What’s interesting about Challenge Machine is the range of equipment—and available spindle speeds—this shop has added over the years to perform micromachining work. In fact, two of the shop’s machines have 100,000-rpm spindles, enabling them to effectively use end mills as small as 0.001 inch in diameter (one-third the diameter of a human hair).

During a recent visit, Mr. Betland explained how the shop’s micromachining capabilities have expanded and how it applies the lessons learned machining on a micro scale.

What’s Micromachining?

Prior to forming Challenge Machine, Mr. Betland worked for a manufacturer of semiconductor components that was looking to identify a more effective way to machine very small features in plastics. Lasers couldn’t deliver the necessary clean edges, and using spindle speeders with small cutters on low-rpm machine tools yielded limited success.

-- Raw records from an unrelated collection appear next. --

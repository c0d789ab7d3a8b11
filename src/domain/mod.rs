//! Domain Layer - 领域层
//!
//! 只有一个限界上下文:
//! - User Context: 用户管理

pub mod user;

pub use user::{Email, User, UserChanges, UserError, UserId};
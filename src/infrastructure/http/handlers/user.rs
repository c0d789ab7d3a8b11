//! User HTTP Handlers

use axum::{
    body::Bytes,
    extract::{
        rejection::{BytesRejection, PathRejection},
        Path, State,
    },
    Json,
};
use http::StatusCode;
use std::sync::Arc;

use crate::application::{DeleteUser, GetUser, ListUsers};
use crate::domain::UserId;
use crate::infrastructure::http::dto::{
    CreateUserRequest, MessageResponse, UpdateUserRequest, UserResponse, UsersResponse,
};
use crate::infrastructure::http::error::{message, ApiError};
use crate::infrastructure::http::state::AppState;

/// 非十进制整数的 ID（包括无法解码的路径段）与未映射路由同样处理
fn parse_user_id(path: Result<Path<String>, PathRejection>) -> Result<UserId, ApiError> {
    let Path(raw) = path.map_err(|_| ApiError::RouteNotFound)?;
    raw.parse::<UserId>().map_err(|_| ApiError::RouteNotFound)
}

/// 请求体读取失败时同样返回 JSON 错误
fn read_body(body: Result<Bytes, BytesRejection>) -> Result<Bytes, ApiError> {
    body.map_err(|rejection| {
        if rejection.status() == StatusCode::PAYLOAD_TOO_LARGE {
            ApiError::PayloadTooLarge
        } else {
            ApiError::BadRequest(message::NO_JSON_DATA.to_string())
        }
    })
}

/// 获取用户列表
pub async fn list_users(
    State(state): State<Arc<AppState>>,
) -> Result<Json<UsersResponse>, ApiError> {
    let users = state.list_users_handler.handle(ListUsers).await?;

    Ok(Json(UsersResponse {
        users: users.into_iter().map(UserResponse::from).collect(),
    }))
}

/// 获取用户详情
pub async fn get_user(
    State(state): State<Arc<AppState>>,
    path: Result<Path<String>, PathRejection>,
) -> Result<Json<UserResponse>, ApiError> {
    let user_id = parse_user_id(path)?;

    let user = state.get_user_handler.handle(GetUser { user_id }).await?;

    Ok(Json(UserResponse::from(user)))
}

/// 创建用户
pub async fn create_user(
    State(state): State<Arc<AppState>>,
    body: Result<Bytes, BytesRejection>,
) -> Result<(StatusCode, Json<UserResponse>), ApiError> {
    let body = read_body(body)?;
    let request = CreateUserRequest::from_body(&body)?;

    let user = state
        .create_user_handler
        .handle(request.into_command())
        .await?;

    Ok((StatusCode::CREATED, Json(UserResponse::from(user))))
}

/// 更新用户（部分更新）
///
/// 先确认用户存在，再处理请求体
pub async fn update_user(
    State(state): State<Arc<AppState>>,
    path: Result<Path<String>, PathRejection>,
    body: Result<Bytes, BytesRejection>,
) -> Result<Json<UserResponse>, ApiError> {
    let user_id = parse_user_id(path)?;

    state.get_user_handler.handle(GetUser { user_id }).await?;

    let body = read_body(body)?;
    let request = UpdateUserRequest::from_body(&body)?;

    let user = state
        .update_user_handler
        .handle(request.into_command(user_id))
        .await?;

    Ok(Json(UserResponse::from(user)))
}

/// 删除用户
pub async fn delete_user(
    State(state): State<Arc<AppState>>,
    path: Result<Path<String>, PathRejection>,
) -> Result<Json<MessageResponse>, ApiError> {
    let user_id = parse_user_id(path)?;

    state
        .delete_user_handler
        .handle(DeleteUser { user_id })
        .await?;

    Ok(Json(MessageResponse::new("User deleted successfully")))
}
//! Memory Layer - In-Memory State Management
//!
//! 用户集合的内存仓储实现

mod user_repository;

pub use user_repository::InMemoryUserRepository;
//! User Context - Entity

use serde::Serialize;

use super::{Email, UserId};

/// 用户实体
///
/// 不变量:
/// - id 分配后不可变
/// - email 始终包含 `@`
#[derive(Debug, Clone, PartialEq, Eq, Serialize)]
pub struct User {
    id: UserId,
    name: String,
    email: Email,
    role: String,
}

impl User {
    pub fn new(id: UserId, name: impl Into<String>, email: Email, role: impl Into<String>) -> Self {
        Self {
            id,
            name: name.into(),
            email,
            role: role.into(),
        }
    }

    /// 应用一组已校验的变更，id 保持不变
    pub fn apply(&mut self, changes: UserChanges) {
        if let Some(name) = changes.name {
            self.name = name;
        }
        if let Some(email) = changes.email {
            self.email = email;
        }
        if let Some(role) = changes.role {
            self.role = role;
        }
    }

    // Getters
    pub fn id(&self) -> UserId {
        self.id
    }

    pub fn name(&self) -> &str {
        &self.name
    }

    pub fn email(&self) -> &Email {
        &self.email
    }

    pub fn role(&self) -> &str {
        &self.role
    }
}

/// 部分更新
///
/// 构造时即完成校验，因此应用过程不会失败
#[derive(Debug, Clone, Default, PartialEq, Eq)]
pub struct UserChanges {
    pub name: Option<String>,
    pub email: Option<Email>,
    pub role: Option<String>,
}

impl UserChanges {
    pub fn is_empty(&self) -> bool {
        self.name.is_none() && self.email.is_none() && self.role.is_none()
    }
}
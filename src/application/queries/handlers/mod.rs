//! Query Handlers 实现

mod user_handlers;

pub use user_handlers::*;
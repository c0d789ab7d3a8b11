//! Fallback Handler
//!
//! 未映射的路径、已知路径上不支持的方法都落到这里

use crate::infrastructure::http::error::ApiError;

pub async fn route_not_found() -> ApiError {
    ApiError::RouteNotFound
}
//! User Service - 用户管理 REST API
//!
//! 启动流程: 加载配置 → 初始化日志 → 创建仓储 → 启动 HTTP 服务器

use std::sync::Arc;

use user_service::application::UserRepositoryPort;
use user_service::config::{load_config, print_config, LogConfig};
use user_service::infrastructure::http::{AppState, HttpServer, ServerConfig};
use user_service::infrastructure::memory::InMemoryUserRepository;

fn init_tracing(log: &LogConfig) {
    let log_filter = format!(
        "{},user_service={},tower_http=debug",
        log.level, log.level
    );
    let env_filter = tracing_subscriber::EnvFilter::try_from_default_env()
        .unwrap_or_else(|_| tracing_subscriber::EnvFilter::new(&log_filter));

    if log.json {
        tracing_subscriber::fmt()
            .json()
            .with_env_filter(env_filter)
            .init();
    } else {
        tracing_subscriber::fmt().with_env_filter(env_filter).init();
    }
}

async fn shutdown_signal() {
    match tokio::signal::ctrl_c().await {
        Ok(()) => tracing::info!("Received shutdown signal"),
        Err(e) => tracing::error!(error = %e, "Failed to listen for ctrl-c"),
    }
}

#[tokio::main]
async fn main() -> anyhow::Result<()> {
    // 加载配置（优先级：环境变量 > 配置文件 > 默认值）
    let config = load_config().map_err(|e| anyhow::anyhow!("Failed to load config: {}", e))?;

    init_tracing(&config.log);

    tracing::info!("User Service - 用户管理 REST API");
    print_config(&config);

    // 创建 Repository 适配器
    let user_repo: Arc<dyn UserRepositoryPort> = if config.store.seed_demo_users {
        InMemoryUserRepository::seeded().arc()
    } else {
        InMemoryUserRepository::new().arc()
    };

    // 创建 HTTP 服务器
    let server_config = ServerConfig::new(&config.server.host, config.server.port)
        .with_max_body_bytes(config.server.max_body_bytes);
    let server = HttpServer::new(server_config, AppState::new(user_repo));

    // 启动服务器（带优雅关闭）
    server.run_with_shutdown(shutdown_signal()).await?;

    tracing::info!("Server shutdown complete");

    Ok(())
}
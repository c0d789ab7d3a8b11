//! User Commands

use crate::domain::UserId;

/// 创建用户命令
#[derive(Debug, Clone)]
pub struct CreateUser {
    pub name: String,
    pub email: String,
    pub role: String,
}

/// 更新用户命令（部分更新，None 表示不修改）
#[derive(Debug, Clone)]
pub struct UpdateUser {
    pub user_id: UserId,
    pub name: Option<String>,
    pub email: Option<String>,
    pub role: Option<String>,
}

/// 删除用户命令
#[derive(Debug, Clone)]
pub struct DeleteUser {
    pub user_id: UserId,
}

In 1999, he decided to go out on his own and focus on micromachining work, starting Challenge Machine in his garage. It was clear that design features on new semiconductor and medical parts were trending smaller, and there weren’t many shops in the area that could effectively machine such tiny features.

Mr. Betland started using a Haas VF-2 VMC with a 15,000-rpm spindle and began performing contract work, primarily micro-drilling and micro-slotting operations, for his previous employer. As the amount of work increased, he moved to a rented space and added a second 15,000-rpm machine. A couple of years ago, Challenge Machine moved to its third and current location in a 16,000-square-foot, environmentally controlled facility just north of Minneapolis.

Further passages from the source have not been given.